Die Zeit der Feuerblüten: Roman (German Edition)
Regen, der beständig und hart auf das Stalldach prasselte, und da war vor allem der Fluss, dessen Gurgeln und Rauschen von Stunde zu Stunde lauter wurde. Genau so hatte es bei der letzten Flut angefangen.
Und dieses Mal ließ der Moutere Cat nicht die Zeit, Ida und Ottfried zu warnen. Nachdem sie gegen Morgen endlich in einen unruhigen Schlaf gefallen war, erwachte sie von Chasseurs Bellen, Bertas verängstigtem Brüllen und von einem Schwall kalten Wassers, das in den Stall drang. Die Flut suchte sich ihren Weg unter der Stalltür hindurch.
Als Cat erschrocken aufsprang und sie aufriss, schoss ihr das Wasser entgegen und überschwemmte den Boden sofort fußhoch. Das Land unterhalb des Hauses war bereits völlig vom Fluss vereinnahmt, Cat sah Bäume und Sträucher im Wasser, aus- und mitgerissen von der Wucht der Flut. Dies war schlimmer als die letzten Male.

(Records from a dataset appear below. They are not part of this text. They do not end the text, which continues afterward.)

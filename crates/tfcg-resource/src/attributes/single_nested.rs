use tfcg_core::spec::{self, AssociatedExternalType};

use crate::attributes::Attributes;
use crate::conversion::ConversionPlan;
use crate::custom_type;
use crate::error::{GeneratorError, UnimplementedError};
use crate::facets::{DefaultValue, NodeFacets, default_imports, hook_imports};
use crate::fragments::SchemaWriter;
use crate::identifier::FrameworkIdentifier;
use crate::imports::Imports;
use crate::model::ModelField;
use crate::nested_object::ObjectShape;
use crate::node::SchemaNode;

/// `schema.SingleNestedAttribute`: an object whose fields are full attributes.
#[derive(Debug, Clone, PartialEq)]
pub struct SingleNestedAttribute {
    pub facets: NodeFacets,
    pub attributes: Attributes,
    pub associated_external_type: Option<AssociatedExternalType>,
    pub default: Option<DefaultValue>,
}

impl SingleNestedAttribute {
    pub fn from_spec(spec: Option<&spec::SingleNestedAttribute>) -> Result<Self, GeneratorError> {
        let spec = spec.ok_or(GeneratorError::NilSpec("SingleNestedAttribute"))?;
        Ok(Self {
            facets: NodeFacets::from_attribute(&spec.common),
            attributes: Attributes::from_specs(&spec.attributes)?,
            associated_external_type: spec.associated_external_type.clone(),
            default: DefaultValue::from_custom(spec.default.as_ref()),
        })
    }

    fn shape(&self) -> ObjectShape<'_> {
        ObjectShape {
            attributes: &self.attributes,
            blocks: None,
            custom_type: self.facets.custom_type.as_ref(),
            external_type: self.associated_external_type.as_ref(),
        }
    }

    pub fn custom_type_and_value(
        &self,
        name: &FrameworkIdentifier,
    ) -> Result<Vec<String>, GeneratorError> {
        self.shape().custom_type_and_value(name)
    }

    pub fn to_from_functions(&self, name: &FrameworkIdentifier) -> Result<Vec<String>, GeneratorError> {
        self.shape().to_from_functions(name)
    }

    fn unimplemented_conversion(name: &FrameworkIdentifier) -> GeneratorError {
        UnimplementedError::new(format!("conversion of single-nested attribute {name}")).into()
    }
}

impl SchemaNode for SingleNestedAttribute {
    fn imports(&self) -> Imports {
        let hooks = hook_imports(&self.facets.plan_modifiers, &self.facets.validators)
            .union(default_imports(self.default.as_ref()));
        self.shape().imports(hooks)
    }

    fn schema(&self, name: &FrameworkIdentifier) -> Result<String, GeneratorError> {
        let shape = self.shape();
        let custom_type = shape.custom_type_expr(name);
        let mut writer = SchemaWriter::new(name, "SingleNestedAttribute");
        writer
            .facets(&self.facets, Some(&custom_type), "Object")
            .default(self.default.as_ref())
            .fragment(&shape.children_fragments()?);
        Ok(writer.finish())
    }

    fn model_field(&self, name: &FrameworkIdentifier) -> ModelField {
        ModelField::resolve(
            name,
            self.facets.custom_type.as_ref(),
            self.associated_external_type.is_some(),
            &name.value_name(),
        )
    }

    fn attr_type(&self, name: &FrameworkIdentifier) -> String {
        match &self.facets.custom_type {
            Some(custom) => custom.type_.clone(),
            None => custom_type::synthesized_attr_type(name),
        }
    }

    fn attr_value(&self, name: &FrameworkIdentifier) -> String {
        self.shape().value_name(name)
    }

    fn to_conversion(&self, name: &FrameworkIdentifier) -> Result<ConversionPlan, GeneratorError> {
        Err(Self::unimplemented_conversion(name))
    }

    fn from_conversion(
        &self,
        name: &FrameworkIdentifier,
    ) -> Result<ConversionPlan, GeneratorError> {
        Err(Self::unimplemented_conversion(name))
    }
}

#[cfg(test)]
mod tests {
    use super::*;
    use crate::imports::{ATTR_IMPORT, BASETYPES_IMPORT};

    fn single_nested(json: &str) -> SingleNestedAttribute {
        let raw: spec::SingleNestedAttribute = serde_json::from_str(json).unwrap();
        SingleNestedAttribute::from_spec(Some(&raw)).unwrap()
    }

    const WITH_EXTERNAL_TYPE: &str = r#"{
        "computed_optional_required": "optional",
        "attributes": [
            {"name": "name", "string": {"computed_optional_required": "required"}},
            {"name": "count", "int64": {"computed_optional_required": "optional"}}
        ],
        "associated_external_type": {"import": {"path": "example.com/apisdk"}, "type": "*apisdk.Thing"}
    }"#;

    #[test]
    fn test_external_type_synthesizes_custom_type() {
        let attribute = single_nested(WITH_EXTERNAL_TYPE);
        let name = FrameworkIdentifier::new("thing");
        insta::assert_snapshot!(attribute.schema(&name).unwrap(), @r#"
        "thing": schema.SingleNestedAttribute{
        CustomType: ThingType{
        ObjectType: types.ObjectType{
        AttrTypes: ThingValue{}.AttributeTypes(ctx),
        },
        },
        Optional: true,
        Attributes: map[string]schema.Attribute{
        "count": schema.Int64Attribute{
        Optional: true,
        },
        "name": schema.StringAttribute{
        Required: true,
        },
        },
        },
        "#);
        assert_eq!(attribute.model_field(&name).value_type, "ThingValue");

        let paths: Vec<String> = attribute.imports().all().iter().map(|i| i.path.clone()).collect();
        assert_eq!(paths[0], BASETYPES_IMPORT);
        assert!(paths.contains(&"example.com/apisdk".to_string()));
        assert!(paths.contains(&ATTR_IMPORT.to_string()));
    }

    #[test]
    fn test_custom_type_value_wins_in_model() {
        let mut attribute = single_nested(WITH_EXTERNAL_TYPE);
        attribute.facets.custom_type = Some(spec::CustomType {
            import: None,
            type_: "my_types.ThingType{}".to_string(),
            value_type: "my_types.ThingValue".to_string(),
        });
        let name = FrameworkIdentifier::new("thing");
        assert_eq!(attribute.model_field(&name).value_type, "my_types.ThingValue");
        assert!(attribute
            .schema(&name)
            .unwrap()
            .starts_with("\"thing\": schema.SingleNestedAttribute{\nCustomType: my_types.ThingType{},\n"));
    }

    #[test]
    fn test_to_from_functions_render() {
        let attribute = single_nested(WITH_EXTERNAL_TYPE);
        let name = FrameworkIdentifier::new("thing");
        let declarations = attribute.custom_type_and_value(&name).unwrap();
        assert_eq!(declarations.len(), 1);
        assert!(declarations[0].contains("\tCount basetypes.Int64Value `tfsdk:\"count\"`\n"));

        let functions = attribute.to_from_functions(&name).unwrap();
        assert_eq!(functions.len(), 1);
        assert!(functions[0].contains("\t\tCount: v.Count.ValueInt64Pointer(),\n"));
        assert!(functions[0].contains("\t\tName: types.StringPointerValue(apiObject.Name),\n"));
    }

    #[test]
    fn test_object_child_with_collection_field_converts() {
        let attribute = single_nested(
            r#"{
                "attributes": [{"name": "settings", "object": {
                    "computed_optional_required": "optional",
                    "attribute_types": [
                        {"name": "mode", "string": {}},
                        {"name": "tags", "list": {"element_type": {"string": {}}}}
                    ]
                }}],
                "associated_external_type": {"import": {"path": "example.com/apisdk"}, "type": "*apisdk.Thing"}
            }"#,
        );
        let name = FrameworkIdentifier::new("thing");
        let functions = attribute.to_from_functions(&name).unwrap();
        assert_eq!(functions.len(), 1);
        assert!(functions[0].contains(
            "\tif val, ok := v.Settings.Attributes()[\"tags\"].(basetypes.ListValue); ok {\ndiags.Append(val.ElementsAs(ctx, &apisdkThing.Settings.Tags, false)...)\n}"
        ));
        assert!(functions[0].contains(
            "\tif val, ok := v.Settings.Attributes()[\"mode\"].(basetypes.StringValue); ok {\napisdkThing.Settings.Mode = val.ValueStringPointer()\n}"
        ));
        assert!(functions[0].contains(
            "\tsettingsTagsVal, d := types.ListValueFrom(ctx, types.StringType, apiObject.Settings.Tags)\n"
        ));
        assert!(functions[0].contains("\t\tSettings: settingsVal,\n"));
    }

    #[test]
    fn test_foreign_custom_value_type_skips_to_from() {
        let mut attribute = single_nested(WITH_EXTERNAL_TYPE);
        attribute.facets.custom_type = Some(spec::CustomType {
            import: None,
            type_: "my_types.ThingType{}".to_string(),
            value_type: "my_types.ThingValue".to_string(),
        });
        let name = FrameworkIdentifier::new("thing");
        assert!(attribute.to_from_functions(&name).unwrap().is_empty());
    }

    #[test]
    fn test_top_level_conversion_unimplemented() {
        let attribute = single_nested(WITH_EXTERNAL_TYPE);
        let name = FrameworkIdentifier::new("thing");
        assert!(attribute.to_conversion(&name).unwrap_err().is_unimplemented());
        assert!(attribute.from_conversion(&name).unwrap_err().is_unimplemented());
    }

    #[test]
    fn test_nested_single_nested_recurses() {
        let attribute = single_nested(
            r#"{"attributes": [{"name": "inner", "single_nested": {"attributes": [{"name": "flag", "bool": {}}]}}]}"#,
        );
        let name = FrameworkIdentifier::new("outer");
        let declarations = attribute.custom_type_and_value(&name).unwrap();
        assert_eq!(declarations.len(), 2);
        assert!(declarations[0].contains("type OuterValue struct {"));
        assert!(declarations[0].contains("\tInner InnerValue `tfsdk:\"inner\"`\n"));
        assert!(declarations[1].contains("type InnerValue struct {"));
    }
}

Die junge Frau schickte sich an, zunächst die Tiere zu retten. Die Pferde trampelten schon in ihren Verschlägen und stürmten hinaus, als Cat sie losband. Berta musste sie dagegen wieder mal zwingen. Die Kuh muhte ängstlich. Sie fürchtete sich in dem überschwemmten Stall, aber in den Regen hinaus wollte sie erst recht nicht. Als Cat sie endlich ins Freie getrieben hatte, stand das Wasser im Stall bereits kniehoch und musste auch längst ins Haus eingedrungen sein. Cat brach ihm endgültig Bahn, indem sie die Tür zur Küche aufriss.
»Ida!« Sie brüllte den Namen der Freundin – und erschrak, als ihr stattdessen Ottfried noch im Nachthemd entgegenkam.
»Was soll das … das …« Ottfried blickte verwirrt auf Cat und auf das Wasser, das gleich seine nackten Füße umspülte. »Der … der Fluss?«
Cat blitzte ihn an. »Nein«, entgegnete sie sarkastisch. »Nur ein kleiner Eimer Wasser, der Gott umgefallen ist. Wo ist Ida, Ottfried? Sie muss sich anziehen, schnell! Und mitnehmen, was sie retten will. Wir müssen hier weg!«
Ottfried schnaubte unwillig und watete zum Fenster. »Fängst du schon wieder an? Die Gräben …«
Cat rannte an ihm vorbei und riss die Tür zu Idas Schlafzimmer auf. »Sieh nach draußen, Ottfried, es gibt keine Gräben mehr! Alles ist längst überflutet, diesmal ist nichts zu retten. Nur das nackte Leben. Wenn das Wasser weiter so steigt …«
Ida war bereits auf und versuchte, ihr Kleid anzuziehen. Eigentlich war ihre Hand verheilt, sie brauchte keine Hilfe mehr, doch das Kleid hatte für die Nacht auf einem Stuhl gelegen, und es hing teilweise im Wasser. Der feuchte Stoff überforderte Ida. Cat riss ihr das abgetragene Kleid aus der Hand.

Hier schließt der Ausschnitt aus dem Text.